### [YOUR ASSIGNMENT]
For each line below, write it out exactly as it appears.

### [THE DATA]

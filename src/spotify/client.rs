use std::time::Duration;

use async_trait::async_trait;
use reqwest::{Client, RequestBuilder, Response, StatusCode};
use serde::de::DeserializeOwned;
use serde_json::Value;
use tokio::sync::Mutex;

use crate::{
    config,
    management::TokenManager,
    spotify::{Category, SpotifyApi, SpotifyError},
    types::{
        AddTrackToPlaylistRequest, AddTrackToPlaylistResponse, CreatePlaylistRequest,
        CreatePlaylistResponse, CurrentUser, Paging, RecommendationsResponse,
        SeveralArtistsResponse, TimeRange,
    },
};

/// reqwest backed implementation of [`SpotifyApi`].
///
/// Each request asks the token manager for a valid bearer token first, so an
/// expired token is refreshed transparently between pipeline steps. No call
/// is retried here; retry policy belongs to the collection driver.
pub struct SpotifyClient {
    http: Client,
    base_url: String,
    tokens: Mutex<TokenManager>,
}

impl SpotifyClient {
    pub fn new(token_mgr: TokenManager) -> Self {
        Self::with_base_url(token_mgr, config::spotify_apiurl())
    }

    pub fn with_base_url(token_mgr: TokenManager, base_url: String) -> Self {
        Self {
            http: Client::new(),
            base_url: base_url.trim_end_matches('/').to_string(),
            tokens: Mutex::new(token_mgr),
        }
    }

    async fn get(&self, path: &str) -> RequestBuilder {
        let token = self.tokens.lock().await.get_valid_token().await;
        self.http
            .get(format!("{}{}", self.base_url, path))
            .bearer_auth(token)
    }

    async fn post(&self, path: &str) -> RequestBuilder {
        let token = self.tokens.lock().await.get_valid_token().await;
        self.http
            .post(format!("{}{}", self.base_url, path))
            .bearer_auth(token)
    }

    async fn send_json<T: DeserializeOwned>(request: RequestBuilder) -> Result<T, SpotifyError> {
        let response = check_status(request.send().await?).await?;
        let text = response.text().await?;
        serde_json::from_str::<T>(&text).map_err(|e| SpotifyError::Decode(e.to_string()))
    }
}

/// Maps a response onto the interruptible/fatal fault classes.
async fn check_status(response: Response) -> Result<Response, SpotifyError> {
    let status = response.status();
    if status.is_success() {
        return Ok(response);
    }

    if status == StatusCode::UNAUTHORIZED {
        return Err(SpotifyError::TokenInvalid);
    }

    if status == StatusCode::TOO_MANY_REQUESTS {
        let retry_after = response
            .headers()
            .get("retry-after")
            .and_then(|v| v.to_str().ok())
            .and_then(|v| v.trim().parse::<u64>().ok())
            .map(Duration::from_secs);
        return Err(SpotifyError::RateLimited { retry_after });
    }

    let body = response.text().await.unwrap_or_default();
    Err(SpotifyError::Status { status, body })
}

#[async_trait]
impl SpotifyApi for SpotifyClient {
    async fn items_page(
        &self,
        category: Category,
        limit: u32,
        offset: u32,
        time_range: Option<TimeRange>,
    ) -> Result<Vec<Value>, SpotifyError> {
        let path = match (category, time_range) {
            (Category::Playlists, _) => {
                format!("/me/playlists?limit={limit}&offset={offset}")
            }
            (_, Some(range)) => format!(
                "/me/top/{category}?limit={limit}&offset={offset}&time_range={range}",
                category = category.as_str(),
                range = range.as_str()
            ),
            (_, None) => format!(
                "/me/top/{category}?limit={limit}&offset={offset}",
                category = category.as_str()
            ),
        };

        let page: Paging<Value> = Self::send_json(self.get(&path).await).await?;
        Ok(page.items)
    }

    async fn playlist_tracks_page(
        &self,
        playlist_id: &str,
        limit: u32,
        offset: u32,
    ) -> Result<Vec<Value>, SpotifyError> {
        let path = format!("/playlists/{playlist_id}/tracks?limit={limit}&offset={offset}");
        let page: Paging<Value> = Self::send_json(self.get(&path).await).await?;
        Ok(page.items)
    }

    async fn artists(&self, ids: &[String]) -> Result<Vec<Value>, SpotifyError> {
        if ids.is_empty() {
            return Ok(Vec::new());
        }

        let path = format!("/artists?ids={}", ids.join(","));
        let res: SeveralArtistsResponse = Self::send_json(self.get(&path).await).await?;
        // unknown ids come back as null entries
        Ok(res.artists.into_iter().filter(|a| !a.is_null()).collect())
    }

    async fn recommendations(
        &self,
        genre: &str,
        artist_id: &str,
        limit: u32,
    ) -> Result<Vec<Value>, SpotifyError> {
        let limit = limit.to_string();
        let request = self.get("/recommendations").await.query(&[
            ("seed_artists", artist_id),
            ("seed_genres", genre),
            ("limit", limit.as_str()),
        ]);
        let res: RecommendationsResponse = Self::send_json(request).await?;
        Ok(res.tracks)
    }

    async fn current_user(&self) -> Result<CurrentUser, SpotifyError> {
        Self::send_json(self.get("/me").await).await
    }

    async fn create_playlist(
        &self,
        user_id: &str,
        request: &CreatePlaylistRequest,
    ) -> Result<CreatePlaylistResponse, SpotifyError> {
        let path = format!("/users/{user_id}/playlists");
        Self::send_json(self.post(&path).await.json(request)).await
    }

    async fn add_tracks(
        &self,
        playlist_id: &str,
        uris: &[String],
    ) -> Result<String, SpotifyError> {
        let path = format!("/playlists/{playlist_id}/tracks");
        let body = AddTrackToPlaylistRequest {
            uris: uris.to_vec(),
        };
        let res: AddTrackToPlaylistResponse =
            Self::send_json(self.post(&path).await.json(&body)).await?;
        Ok(res.snapshot_id)
    }
}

### [WRITTEN ANSWER]
filename src/spotify/client.rs
use std::time::Duration;

use async_trait::async_trait;
use reqwest::{Client, RequestBuilder, Response, StatusCode};
use serde::de::DeserializeOwned;
use serde_json::Value;
use tokio::sync::Mutex;

use crate::{
    config,
    management::TokenManager,
    spotify::{Category, SpotifyApi, SpotifyError},
    types::{
        AddTrackToPlaylistRequest, AddTrackToPlaylistResponse, CreatePlaylistRequest,
        CreatePlaylistResponse, CurrentUser, Paging, RecommendationsResponse,
        SeveralArtistsResponse, TimeRange,
    },
};

/// reqwest backed implementation of [`SpotifyApi`].
///
/// Each request asks the token manager for a valid bearer token first, so an
/// expired token is refreshed transparently between pipeline steps. No call
/// is retried here; retry policy belongs to the collection driver.
pub struct SpotifyClient {
    http: Client,
    base_url: String,
    tokens: Mutex<TokenManager>,
}

impl SpotifyClient {
    pub fn new(token_mgr: TokenManager) -> Self {
        Self::with_base_url(token_mgr, config::spotify_apiurl())
    }

    pub fn with_base_url(token_mgr: TokenManager, base_url: String) -> Self {
        Self {
            http: Client::new(),
            base_url: base_url.trim_end_matches('/').to_string(),
            tokens: Mutex::new(token_mgr),
        }
    }

    async fn get(&self, path: &str) -> RequestBuilder {
        let token = self.tokens.lock().await.get_valid_token().await;
        self.http
            .get(format!("{}{}", self.base_url, path))
            .bearer_auth(token)
    }

    async fn post(&self, path: &str) -> RequestBuilder {
        let token = self.tokens.lock().await.get_valid_token().await;
        self.http
            .post(format!("{}{}", self.base_url, path))
            .bearer_auth(token)
    }

    async fn send_json<T: DeserializeOwned>(request: RequestBuilder) -> Result<T, SpotifyError> {
        let response = check_status(request.send().await?).await?;
        let text = response.text().await?;
        serde_json::from_str::<T>(&text).map_err(|e| SpotifyError::Decode(e.to_string()))
    }
}

/// Maps a response onto the interruptible/fatal fault classes.
async fn check_status(response: Response) -> Result<Response, SpotifyError> {
    let status = response.status();
    if status.is_success() {
        return Ok(response);
    }

    if status == StatusCode::UNAUTHORIZED {
        return Err(SpotifyError::TokenInvalid);
    }

    if status == StatusCode::TOO_MANY_REQUESTS {
        let retry_after = response
            .headers()
            .get("retry-after")
            .and_then(|v| v.to_str().ok())
            .and_then(|v| v.trim().parse::<u64>().ok())
            .map(Duration::from_secs);
        return Err(SpotifyError::RateLimited { retry_after });
    }

    let body = response.text().await.unwrap_or_default();
    Err(SpotifyError::Status { status, body })
}

#[async_trait]
impl SpotifyApi for SpotifyClient {
    async fn items_page(
        &self,
        category: Category,
        limit: u32,
        offset: u32,
        time_range: Option<TimeRange>,
    ) -> Result<Vec<Value>, SpotifyError> {
        let path = match (category, time_range) {
            (Category::Playlists, _) => {
                format!("/me/playlists?limit={limit}&offset={offset}")
            }
            (_, Some(range)) => format!(
                "/me/top/{category}?limit={limit}&offset={offset}&time_range={range}",
                category = category.as_str(),
                range = range.as_str()
            ),
            (_, None) => format!(
                "/me/top/{category}?limit={limit}&offset={offset}",
                category = category.as_str()
            ),
        };

        let page: Paging<Value> = Self::send_json(self.get(&path).await).await?;
        Ok(page.items)
    }

    async fn playlist_tracks_page(
        &self,
        playlist_id: &str,
        limit: u32,
        offset: u32,
    ) -> Result<Vec<Value>, SpotifyError> {
        let path = format!("/playlists/{playlist_id}/tracks?limit={limit}&offset={offset}");
        let page: Paging<Value> = Self::send_json(self.get(&path).await).await?;
        Ok(page.items)
    }

    async fn artists(&self, ids: &[String]) -> Result<Vec<Value>, SpotifyError> {
        if ids.is_empty() {
            return Ok(Vec::new());
        }

        let path = format!("/artists?ids={}", ids.join(","));
        let res: SeveralArtistsResponse = Self::send_json(self.get(&path).await).await?;
        // unknown ids come back as null entries
        Ok(res.artists.into_iter().filter(|a| !a.is_null()).collect())
    }

    async fn recommendations(
        &self,
        genre: &str,
        artist_id: &str,
        limit: u32,
    ) -> Result<Vec<Value>, SpotifyError> {
        let limit = limit.to_string();
        let request = self.get("/recommendations").await.query(&[
            ("seed_artists", artist_id),
            ("seed_genres", genre),
            ("limit", limit.as_str()),
        ]);
        let res: RecommendationsResponse = Self::send_json(request).await?;
        Ok(res.tracks)
    }

    async fn current_user(&self) -> Result<CurrentUser, SpotifyError> {
        Self::send_json(self.get("/me").await).await
    }

    async fn create_playlist(
        &self,
        user_id: &str,
        request: &CreatePlaylistRequest,
    ) -> Result<CreatePlaylistResponse, SpotifyError> {
        let path = format!("/users/{user_id}/playlists");
        Self::send_json(self.post(&path).await.json(request)).await
    }

    async fn add_tracks(
        &self,
        playlist_id: &str,
        uris: &[String],
    ) -> Result<String, SpotifyError> {
        let path = format!("/playlists/{playlist_id}/tracks");
        let body = AddTrackToPlaylistRequest {
            uris: uris.to_vec(),
        };
        let res: AddTrackToPlaylistResponse =
            Self::send_json(self.post(&path).await.json(&body)).await?;
        Ok(res.snapshot_id)
    }
}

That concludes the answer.